Joe Montana, l'eroe dei Super Bowl per definizione...

Joe Montana, l’eroe dei Super Bowl per definizione…

Domenica sarà il 47° della serie. Anzi, siamo pignoli: il XLVII. Abbiamo visto in un articolo precedente come nacque la leggenda del Super Bowl, con una prima edizione giocata quasi in semi-clandestinità e la svolta avvenuta due anni dopo, con l’impresa dei Jets di Joe Namath.

Da allora se ne sono giocati altri 43, il Super Bowl è diventato un evento di tale portata da diventare una festa nazionale de facto (il consumo di cibo nella SuperSunday è secondo solo a quello del ThanksGiving Day) e la platea è sempre più globale.

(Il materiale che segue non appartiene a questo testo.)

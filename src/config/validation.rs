//! Configuration validation module
//!
//! This module provides validation functions for application configuration
//! to ensure all required settings are properly configured.

use super::Settings;
use crate::utils::errors::{EventHubError, Result};

/// Validate all configuration settings
pub fn validate_settings(settings: &Settings) -> Result<()> {
    validate_server_config(&settings.server)?;
    validate_storage_config(&settings.storage)?;
    validate_logging_config(&settings.logging)?;

    Ok(())
}

/// Validate HTTP server configuration
fn validate_server_config(config: &super::ServerConfig) -> Result<()> {
    if config.host.is_empty() {
        return Err(EventHubError::Config("Server host is required".to_string()));
    }

    if config.port == 0 {
        return Err(EventHubError::Config(
            "Server port must be greater than 0".to_string(),
        ));
    }

    config.socket_addr()?;

    Ok(())
}

/// Validate storage configuration
fn validate_storage_config(config: &super::StorageConfig) -> Result<()> {
    if config.data_dir.is_empty() {
        return Err(EventHubError::Config(
            "Storage data directory is required".to_string(),
        ));
    }

    if config.events_file.is_empty() || config.participants_file.is_empty() {
        return Err(EventHubError::Config(
            "Storage collection file names are required".to_string(),
        ));
    }

    if config.events_file == config.participants_file {
        return Err(EventHubError::Config(
            "Events and participants must be stored in different files".to_string(),
        ));
    }

    if config.max_retries == 0 {
        return Err(EventHubError::Config(
            "Storage max_retries must be at least 1".to_string(),
        ));
    }

    Ok(())
}

/// Validate logging configuration
fn validate_logging_config(config: &super::LoggingConfig) -> Result<()> {
    if config.level.is_empty() {
        return Err(EventHubError::Config("Log level is required".to_string()));
    }

    let valid_levels = ["trace", "debug", "info", "warn", "error"];
    if !valid_levels.contains(&config.level.as_str()) {
        return Err(EventHubError::Config(format!(
            "Invalid log level: {}. Valid levels: {:?}",
            config.level, valid_levels
        )));
    }

    if config.file_prefix.is_empty() {
        return Err(EventHubError::Config(
            "Log file prefix is required".to_string(),
        ));
    }

    Ok(())
}
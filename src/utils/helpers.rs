//! Helper functions and utilities
//!
//! This module contains common helper functions used throughout the application.

use std::sync::OnceLock;

use regex::Regex;
use uuid::Uuid;

use crate::utils::errors::{EventHubError, Result};

/// Maximum length of an event name, in characters
pub const MAX_NAME_LENGTH: usize = 255;

/// Generate a new opaque record id
pub fn generate_id() -> String {
    Uuid::new_v4().to_string()
}

/// Reject empty or whitespace-only required text
pub fn require_text(field: &str, value: &str) -> Result<()> {
    if value.trim().is_empty() {
        return Err(EventHubError::Validation(format!("{} is required", field)));
    }
    Ok(())
}

/// Validate email format
pub fn validate_email(email: &str) -> Result<()> {
    static EMAIL: OnceLock<Regex> = OnceLock::new();
    let pattern = EMAIL.get_or_init(|| {
        Regex::new(r"^[^@\s]+@[^@\s]+\.[^@\s]+$").expect("email pattern is valid")
    });

    if !pattern.is_match(email) {
        return Err(EventHubError::Validation(format!(
            "email '{}' is not a valid address",
            email
        )));
    }
    Ok(())
}
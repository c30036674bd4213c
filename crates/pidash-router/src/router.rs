use std::panic::{catch_unwind, AssertUnwindSafe};
use std::sync::Arc;

use dashmap::DashMap;
use pidash_core::{ConnectionState, NormalizedMessage, TopicId, Transport};
use serde_json::Value;
use tracing::{debug, warn};

/// A registered message consumer. Implementations must tolerate being
/// called from the ingest task; handlers that can fail should log and
/// return rather than panic, but a panicking handler is contained and
/// never takes the dispatch pass down with it.
pub trait Widget: Send + Sync {
    fn on_message(&self, topic: &TopicId, message: &NormalizedMessage);
}

/// An internal-id subscription pattern: exact, or prefix when the pattern
/// ends in `*` (`system.*` matches `system.uptime` and `system.cpu.core1`).
#[derive(Clone, Debug, PartialEq, Eq)]
enum Pattern {
    Exact(String),
    Prefix(String),
}

impl Pattern {
    fn compile(pattern: &str) -> Self {
        match pattern.strip_suffix('*') {
            Some(prefix) => Self::Prefix(prefix.to_owned()),
            None => Self::Exact(pattern.to_owned()),
        }
    }

    fn matches(&self, topic: &TopicId) -> bool {
        match self {
            Self::Exact(p) => topic.as_str() == p,
            Self::Prefix(p) => topic.as_str().starts_with(p.as_str()),
        }
    }
}

struct Registration {
    widget: Arc<dyn Widget>,
    patterns: Vec<Pattern>,
}

impl Registration {
    fn interested_in(&self, topic: &TopicId) -> bool {
        self.patterns.iter().any(|p| p.matches(topic))
    }
}

/// Distribution router: fans normalized updates out to registered widgets
/// and forwards widget-originated publishes to the broker transport.
///
/// Explicitly constructed and shared by `Arc`; there is no global
/// instance.
pub struct Router {
    widgets: DashMap<String, Registration>,
    transport: Arc<dyn Transport>,
    connection: Arc<ConnectionState>,
}

impl Router {
    pub fn new(transport: Arc<dyn Transport>, connection: Arc<ConnectionState>) -> Self {
        Self {
            widgets: DashMap::new(),
            transport,
            connection,
        }
    }

    /// Register a widget under an id. Re-registering the same id replaces
    /// the previous handler and subscriptions.
    pub fn register(
        &self,
        widget_id: impl Into<String>,
        widget: Arc<dyn Widget>,
        subscriptions: &[&str],
    ) {
        let patterns = subscriptions.iter().map(|p| Pattern::compile(p)).collect();
        self.widgets
            .insert(widget_id.into(), Registration { widget, patterns });
    }

    /// Remove a widget. Returns false when the id was never registered.
    pub fn unregister(&self, widget_id: &str) -> bool {
        self.widgets.remove(widget_id).is_some()
    }

    pub fn widget_count(&self) -> usize {
        self.widgets.len()
    }

    /// Deliver one update to every widget with a matching subscription,
    /// at most once per widget regardless of how many of its patterns
    /// match. Returns the number of deliveries. A panicking handler is
    /// caught and logged; the pass continues with the remaining widgets.
    pub fn dispatch(&self, topic: &TopicId, message: &NormalizedMessage) -> usize {
        // Snapshot matching handlers first so handlers can re-enter the
        // registry (register/unregister) without deadlocking a shard.
        let matched: Vec<(String, Arc<dyn Widget>)> = self
            .widgets
            .iter()
            .filter(|entry| entry.value().interested_in(topic))
            .map(|entry| (entry.key().clone(), Arc::clone(&entry.value().widget)))
            .collect();

        let mut delivered = 0;
        for (widget_id, widget) in matched {
            let outcome = catch_unwind(AssertUnwindSafe(|| widget.on_message(topic, message)));
            match outcome {
                Ok(()) => delivered += 1,
                Err(_) => {
                    warn!(widget_id = %widget_id, topic = %topic, "widget handler panicked");
                }
            }
        }
        debug!(topic = %topic, delivered, "dispatched update");
        delivered
    }

    /// Forward a widget-originated message to the broker. String payloads
    /// go out verbatim; everything else is JSON-encoded. Returns false
    /// when the message was dropped (disconnected or transport refusal).
    pub fn publish(&self, wire_topic: &str, payload: &Value) -> bool {
        if !self.connection.is_connected() {
            warn!(topic = %wire_topic, "dropping publish while disconnected");
            return false;
        }
        let bytes = match payload {
            Value::String(s) => s.clone().into_bytes(),
            other => match serde_json::to_vec(other) {
                Ok(bytes) => bytes,
                Err(err) => {
                    warn!(topic = %wire_topic, error = %err, "unencodable publish payload");
                    return false;
                }
            },
        };
        match self.transport.try_publish(wire_topic, bytes) {
            Ok(()) => true,
            Err(err) => {
                warn!(topic = %wire_topic, kind = err.error_kind(), "publish failed: {err}");
                false
            }
        }
    }
}

#[cfg(test)]
mod tests {
    use super::*;
    use parking_lot::Mutex;
    use pidash_core::TransportError;
    use serde_json::json;
    use std::sync::atomic::{AtomicUsize, Ordering};

    struct CountingWidget {
        calls: AtomicUsize,
    }

    impl CountingWidget {
        fn new() -> Arc<Self> {
            Arc::new(Self {
                calls: AtomicUsize::new(0),
            })
        }

        fn calls(&self) -> usize {
            self.calls.load(Ordering::SeqCst)
        }
    }

    impl Widget for CountingWidget {
        fn on_message(&self, _topic: &TopicId, _message: &NormalizedMessage) {
            self.calls.fetch_add(1, Ordering::SeqCst);
        }
    }

    struct PanickingWidget;

    impl Widget for PanickingWidget {
        fn on_message(&self, _topic: &TopicId, _message: &NormalizedMessage) {
            panic!("widget bug");
        }
    }

    #[derive(Default)]
    struct RecordingTransport {
        published: Mutex<Vec<(String, Vec<u8>)>>,
    }

    impl Transport for RecordingTransport {
        fn try_publish(&self, wire_topic: &str, payload: Vec<u8>) -> Result<(), TransportError> {
            self.published
                .lock()
                .push((wire_topic.to_owned(), payload));
            Ok(())
        }
    }

    fn router() -> (Router, Arc<RecordingTransport>, Arc<ConnectionState>) {
        let transport = Arc::new(RecordingTransport::default());
        let connection = Arc::new(ConnectionState::new());
        let router = Router::new(transport.clone(), connection.clone());
        (router, transport, connection)
    }

    fn msg() -> NormalizedMessage {
        NormalizedMessage::new(1i64, "1")
    }

    #[test]
    fn exact_and_prefix_subscriptions() {
        let (router, _, _) = router();
        let exact = CountingWidget::new();
        let prefix = CountingWidget::new();
        router.register("exact", exact.clone(), &["system.uptime"]);
        router.register("prefix", prefix.clone(), &["system.*"]);

        router.dispatch(&TopicId::new("system.uptime"), &msg());
        assert_eq!(exact.calls(), 1);
        assert_eq!(prefix.calls(), 1);

        router.dispatch(&TopicId::new("system.cpu.core1"), &msg());
        assert_eq!(exact.calls(), 1);
        assert_eq!(prefix.calls(), 2);

        assert_eq!(router.dispatch(&TopicId::new("network.wifi.status"), &msg()), 0);
    }

    #[test]
    fn overlapping_patterns_deliver_at_most_once() {
        let (router, _, _) = router();
        let widget = CountingWidget::new();
        router.register(
            "greedy",
            widget.clone(),
            &["system.*", "system.uptime", "*"],
        );
        let delivered = router.dispatch(&TopicId::new("system.uptime"), &msg());
        assert_eq!(delivered, 1);
        assert_eq!(widget.calls(), 1);
    }

    #[test]
    fn reregistration_replaces_subscriptions() {
        let (router, _, _) = router();
        let widget = CountingWidget::new();
        router.register("w", widget.clone(), &["system.uptime"]);
        router.register("w", widget.clone(), &["network.*"]);
        assert_eq!(router.widget_count(), 1);

        router.dispatch(&TopicId::new("system.uptime"), &msg());
        assert_eq!(widget.calls(), 0);
        router.dispatch(&TopicId::new("network.wifi.status"), &msg());
        assert_eq!(widget.calls(), 1);
    }

    #[test]
    fn delivery_set_does_not_depend_on_registration_order() {
        let subscriptions: [(&str, &[&str]); 3] = [
            ("uptime", &["system.uptime"]),
            ("system", &["system.*"]),
            ("firehose", &["*"]),
        ];

        let run = |order: &[usize]| -> Vec<usize> {
            let (router, _, _) = router();
            let widgets: Vec<Arc<CountingWidget>> =
                subscriptions.iter().map(|_| CountingWidget::new()).collect();
            for &i in order {
                let (id, patterns) = subscriptions[i];
                router.register(id, widgets[i].clone(), patterns);
            }
            router.dispatch(&TopicId::new("system.uptime"), &msg());
            router.dispatch(&TopicId::new("network.wifi.status"), &msg());
            widgets.iter().map(|w| w.calls()).collect()
        };

        let forward = run(&[0, 1, 2]);
        let backward = run(&[2, 1, 0]);
        assert_eq!(forward, vec![1, 1, 2]);
        assert_eq!(forward, backward);
    }

    #[test]
    fn unregister_is_a_noop_when_absent() {
        let (router, _, _) = router();
        assert!(!router.unregister("ghost"));
        let widget = CountingWidget::new();
        router.register("w", widget, &["*"]);
        assert!(router.unregister("w"));
        assert!(!router.unregister("w"));
    }

    #[test]
    fn panicking_handler_does_not_stop_the_pass() {
        let (router, _, _) = router();
        let healthy = CountingWidget::new();
        router.register("bad", Arc::new(PanickingWidget), &["*"]);
        router.register("good", healthy.clone(), &["*"]);

        let delivered = router.dispatch(&TopicId::new("system.uptime"), &msg());
        assert_eq!(delivered, 1);
        assert_eq!(healthy.calls(), 1);

        // The panicking widget stays registered and keeps getting isolated.
        router.dispatch(&TopicId::new("system.uptime"), &msg());
        assert_eq!(healthy.calls(), 2);
    }

    #[test]
    fn publish_gated_on_connection() {
        let (router, transport, connection) = router();
        assert!(!router.publish("weri/system/reboot", &json!("reboot")));
        assert!(transport.published.lock().is_empty());

        connection.set_connected();
        assert!(router.publish("weri/system/reboot", &json!("reboot")));
        let published = transport.published.lock();
        assert_eq!(published.len(), 1);
        // Strings go out verbatim, without JSON quoting.
        assert_eq!(published[0].0, "weri/system/reboot");
        assert_eq!(published[0].1, b"reboot");
    }

    #[test]
    fn object_payloads_are_json_encoded() {
        let (router, transport, connection) = router();
        connection.set_connected();
        assert!(router.publish(
            "system/time/sync/command",
            &json!({"action": "sync", "source": "ntp"})
        ));
        let published = transport.published.lock();
        let body: serde_json::Value = serde_json::from_slice(&published[0].1).unwrap();
        assert_eq!(body["action"], "sync");
    }
}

Il SB è l’evento televisivo dell’anno, capace di polverizzare ogni indice di ascolto, e il prezzo per uno spot di 30 secondi durante la partita è arrivato quest’anno a toccare i 4 milioni di dollari. Le marching band universitarie sono state rimpiazzate dalle più grandi star della musica mondiale, in halftime show sempre più giganteschi. Ma in questo articolo non parleremo di questo.

Parleremo dei veri eroi del SB, i giocatori, gli allenatori, le squadre, le giocate; perché sono loro ad averlo reso l’evento che è oggi.

And the winner is…

E allora partiamo snocciolando un po’ di numeri: delle 32 franchigie attuali della NFL, ce ne sono 4 che il SB non lo hanno mai giocato: Cleveland, Detroit, Jacksonville, Houston (come Texans, gli ex Oilers lo hanno giocato come Tennessee Titans). E ce ne sono altre 10 che lo hanno giocato, una o più volte, senza mai vincerlo.

Nella classifica dei SB vinti guidano i Pittsburgh Steelers, con 6 anelli, di cui 4 in 6 anni dal ’74 al ’79. Nessuno è mai riuscito a vincere 3 SB consecutivi. Ci sono andati vicino i fantastici Dallas Cowboys di Jerry Jones a inizio anni ’90 e i Patriots della premiata ditta Brady-Belichick all’inizio del terzo millennio, con tre titoli in 4 anni. I Cowboys detengono con gli Steelers il primato di apparizioni al Grande Ballo (ben 8), mentre i Niners hanno 5 anelli su altrettante apparizioni.

I perdenti

Se parliamo di squadre perdenti al SB non possono che venirci in mente 2 team: i Minnesota Vikings e i Buffalo Bills. Quattro apparizioni, altrettante sconfitte.

I Vikings hanno pagato soprattutto il fatto di vivere la parabola più alta della loro storia sportiva in un decennio, gli anni ’70, dominato da tre squadre ricordate fra le più grandi di sempre (Steelers, Cowboys, Dolphins).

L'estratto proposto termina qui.